Task brief: The entries below are to be repeated exactly as they stand.

* * * * * * * * *

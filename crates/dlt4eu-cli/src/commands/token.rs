//! `dlt4eu token` — Generate an admin credential to access the API.
//!
//! This is the bootstrap path: the first administrator credential cannot be
//! self-issued through the service, so it is minted out-of-band here and
//! printed to standard output.

use clap::Args;
use std::path::PathBuf;

use dlt4eu_service::Handler;

use crate::config::AppConfig;

#[derive(Args, Debug)]
pub struct TokenArgs {
    /// Subject name recorded in the credential.
    pub subject: String,

    /// Path to the configuration file (TOML).
    #[arg(short, long, default_value = "dlt4eu.toml")]
    pub config: PathBuf,
}

pub fn run(args: &TokenArgs) -> anyhow::Result<()> {
    let config = AppConfig::load(&args.config)?;
    let handler = Handler::new(config.service)?;
    let token = handler.admin_token(&args.subject)?;
    println!("{}", token);
    Ok(())
}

* * * * * * * * *

Result of the task:
filename crates/dlt4eu-cli/src/commands/token.rs
//! `dlt4eu token` — Generate an admin credential to access the API.
//!
//! This is the bootstrap path: the first administrator credential cannot be
//! self-issued through the service, so it is minted out-of-band here and
//! printed to standard output.

use clap::Args;
use std::path::PathBuf;

use dlt4eu_service::Handler;

use crate::config::AppConfig;

#[derive(Args, Debug)]
pub struct TokenArgs {
    /// Subject name recorded in the credential.
    pub subject: String,

    /// Path to the configuration file (TOML).
    #[arg(short, long, default_value = "dlt4eu.toml")]
    pub config: PathBuf,
}

pub fn run(args: &TokenArgs) -> anyhow::Result<()> {
    let config = AppConfig::load(&args.config)?;
    let handler = Handler::new(config.service)?;
    let token = handler.admin_token(&args.subject)?;
    println!("{}", token);
    Ok(())
}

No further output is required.